Ball argues that, at its core, every successful link-building campaign must put customers’ (read as: people’s) needs before those of the brand. Ball refers to this guiding principal as FTBOM (For the Betterment of Mankind), and my colleague, Harvin, posted an interesting perspective on this type of community-focused content strategy just a few weeks ago.

The people-focused concept isn’t a new one to EVG’s team of writers, editors and PMs, as we’ve long been supporters of communicating with people (not robots) and pushing our clients in the direction of truly user-focused content strategies that help them win ZMOT—their cherished Zero Moment of Truth—by starting with some basic questions: Who are our customers, and what do they need?

Google Insights Gives Marketers Agile Creativity

You hear it bounced around at every content industry conference these days: In today’s user-centric digital world, it’s not so much about The Brand as it is about the PEOPLE who use the brand. And then we all sit around with self-satisfying exhalations because it’s such a refreshing revelation to an industry that not so long ago was heavily beholden to meta data length and tagging best practices (for search, a.k.a. robot, visibility) that it seemed to forget content and for whom that content was created.

While the most recent reports that SEO is dead are trendy and, as my colleague Kathleen Gossman notes in a recent post,  a tad “hyperbolic,” the whole user-focused, community-driven, FTBOM-ness of “real content” sometimes (and often does) get pushed aside when content marketers are making their case before numbers-driven executives keen on high page views, low bounce rates, and stellar page rankings.

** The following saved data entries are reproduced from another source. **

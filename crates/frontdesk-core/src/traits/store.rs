// SPDX-FileCopyrightText: 2026 Frontdesk Contributors
// SPDX-License-Identifier: MIT OR Apache-2.0

//! Session store trait for durable conversation-ownership state.

use async_trait::async_trait;

use crate::error::FrontdeskError;
use crate::traits::adapter::PluginAdapter;
use crate::types::Session;

/// Durable key-value mapping from conversation identifier to session state.
///
/// The single source of truth for who owns a conversation; it must survive
/// process restarts and be shared by every instance behind a load balancer.
/// `get`/`put` for *different* conversation identifiers must not interfere;
/// per-identifier write ordering is the handoff controller's job, not the
/// store's.
#[async_trait]
pub trait SessionStore: PluginAdapter {
    /// Initializes the backend (migrations, connection pool, etc.).
    async fn initialize(&self) -> Result<(), FrontdeskError>;

    /// Closes the backend, flushing pending writes and releasing connections.
    async fn close(&self) -> Result<(), FrontdeskError>;

    /// Look up the session for a conversation.
    ///
    /// `Ok(None)` means the conversation has never been seen (or its record
    /// expired); callers treat that as a fresh bot-owned session, never as
    /// an error.
    async fn get(&self, conversation_id: &str) -> Result<Option<Session>, FrontdeskError>;

    /// Persist a session record, replacing any previous record for the same
    /// conversation.
    async fn put(&self, session: &Session) -> Result<(), FrontdeskError>;
}
use super::car_image::CarImage;
use carimage::Car;
use std::rc::Rc;
use yew::prelude::*;

#[derive(Properties, PartialEq)]
pub struct CarCardProps {
    pub car: Rc<Car>,
    /// Receives the car id when the card is clicked.
    #[prop_or_default]
    pub onselect: Callback<String>,
}

/// Timeline entry: picture, name and purchase year.
#[function_component(CarCard)]
pub fn car_card(CarCardProps { car, onselect }: &CarCardProps) -> Html {
    let onclick = {
        let onselect = onselect.clone();
        let id = car.id.clone();
        Callback::from(move |_: MouseEvent| onselect.emit(id.clone()))
    };

    html! {
        <div class="car-card" onclick={onclick}>
            <CarImage
                descriptor={car.descriptor()}
                alt={car.alt_text()}
                class={classes!("car-card-image")}
            />
            <div class="car-card-details">
                <div class="car-card-title">
                    <h3>{ format!("{} {}", car.make, car.model) }</h3>
                    <span class="car-type-badge">{ car.car_type.to_string() }</span>
                </div>
                <p class="car-card-subtitle">
                    { format!("{} • {}", car.year_built, car.color.to_uppercase()) }
                </p>
                if !car.description.is_empty() {
                    <p class="car-description">{ &car.description }</p>
                }
            </div>
            <div class="car-card-timeline">
                <span class="timeline-year">{ car.year_bought.to_string() }</span>
                <span class="timeline-status">{ car.timeline_label() }</span>
            </div>
        </div>
    }
}

#[derive(Properties, PartialEq)]
pub(crate) struct OwnershipCellProps {
    pub label: AttrValue,
    pub value: AttrValue,
}

#[function_component(OwnershipCell)]
pub(crate) fn ownership_cell(OwnershipCellProps { label, value }: &OwnershipCellProps) -> Html {
    html! {
        <div>
            <span class="ownership-label">{ label.as_str() }</span>
            <span class="ownership-value">{ value.as_str() }</span>
        </div>
    }
}
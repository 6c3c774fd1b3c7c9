use crate::{components::showroom_page::ShowroomPage, loader::Collection};
use carimage::ImageConfig;
use yew::prelude::*;

#[derive(PartialEq, Properties)]
pub struct AppProps {
    pub collection: Collection,
    #[prop_or_default]
    pub image_config: ImageConfig,
}

#[function_component(App)]
pub fn app(
    AppProps {
        collection,
        image_config,
    }: &AppProps,
) -> Html {
    let count = collection.len();
    let suffix = if count == 1 { "" } else { "s" };

    html! {
        <ContextProvider<ImageConfig> context={image_config.clone()}>
            <div class="container">
                <header>
                    <h1>{"Showroom"}</h1>
                    <span class="collection-count">{ format!("{count} car{suffix}") }</span>
                </header>
                <ShowroomPage collection={collection.clone()} />
            </div>
        </ContextProvider<ImageConfig>>
    }
}
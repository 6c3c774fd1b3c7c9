//! Collection loading utilities.

use carimage::Car;
use log::{debug, warn};
use std::rc::Rc;

/// Cars in timeline order, oldest purchase first.
#[derive(Debug, Clone, Default, PartialEq)]
pub struct Collection {
    cars: Vec<Rc<Car>>,
}

impl Collection {
    /// Drops cars that fail validation and sorts the rest by year bought.
    ///
    /// The sort is stable, so cars bought in the same year keep their input order.
    pub fn from_cars(cars: impl IntoIterator<Item = Car>) -> Self {
        let mut cars: Vec<_> = cars
            .into_iter()
            .filter(|car| match car.validate() {
                Ok(()) => true,
                Err(err) => {
                    warn!("Skipping car: {err}");
                    false
                }
            })
            .map(Rc::new)
            .collect();
        cars.sort_by_key(|car| car.year_bought);
        Self { cars }
    }

    pub fn cars(&self) -> &[Rc<Car>] {
        &self.cars
    }

    pub fn get(&self, id: &str) -> Option<&Rc<Car>> {
        self.cars.iter().find(|car| car.id == id)
    }

    pub fn len(&self) -> usize {
        self.cars.len()
    }

    pub fn is_empty(&self) -> bool {
        self.cars.is_empty()
    }
}

/// Parses a JSON array of cars.
pub fn load_collection(json: &str) -> Result<Collection, serde_json::Error> {
    let cars: Vec<Car> = serde_json::from_str(json)?;
    debug!("Parsed {} cars", cars.len());
    Ok(Collection::from_cars(cars))
}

Enter Google Insights, and the Agile Creativity playbook. As AdAge’s Rupal Parekh observed four days ago: “Among the things the “Agile Creativity” playbook recommends to agencies is a revamp of the way account and creative teams are structured and operate, a focus on rethinking how agency creative briefs are written, and embracing tight deadlines (with a suggestion that companies should always operate in “hackathon mode”).

Though intended for those holding sway in adworld (and, admittedly, a little self-promoting of Google’s own products), the playbook provides a litany of industry-tested best practices, methods for merging (and capitalizing on the merger of) creativity and technology, and enough industry-relevant research and terrific statistical data to make your next PowerPoint scream “promote me.” For example, in the spirit of speed and collaboration, the Agile Creativity team offers 7 Agility Tips for agencies to follow that includes action items like “Get team members in the same space for the duration of a project by breaking down walls between departments or creating a “virtual war-room” and “Schedule a half-day workshop that couples speedy idea generation with real-time testing of market potential.”

The best part for purveyors of quality content? All of the user/usage statistical reports (segmented by country) and demographics studies emphasize people, not brands, making it easy to pull together compelling data to support pitches that privilege the virtues of quality, user-focused content strategy over one that’s sole, sad raison d’être is higher page views and SERP rankings.

Think Google’s not on the “people-centric” path? Just check out the “People Issue” of Think Quarterly, published last fall.  It clearly shows they are, and as the development of Knowledge Graph further indicates, have been pondering people-focused search semantics long before it was cool to do so.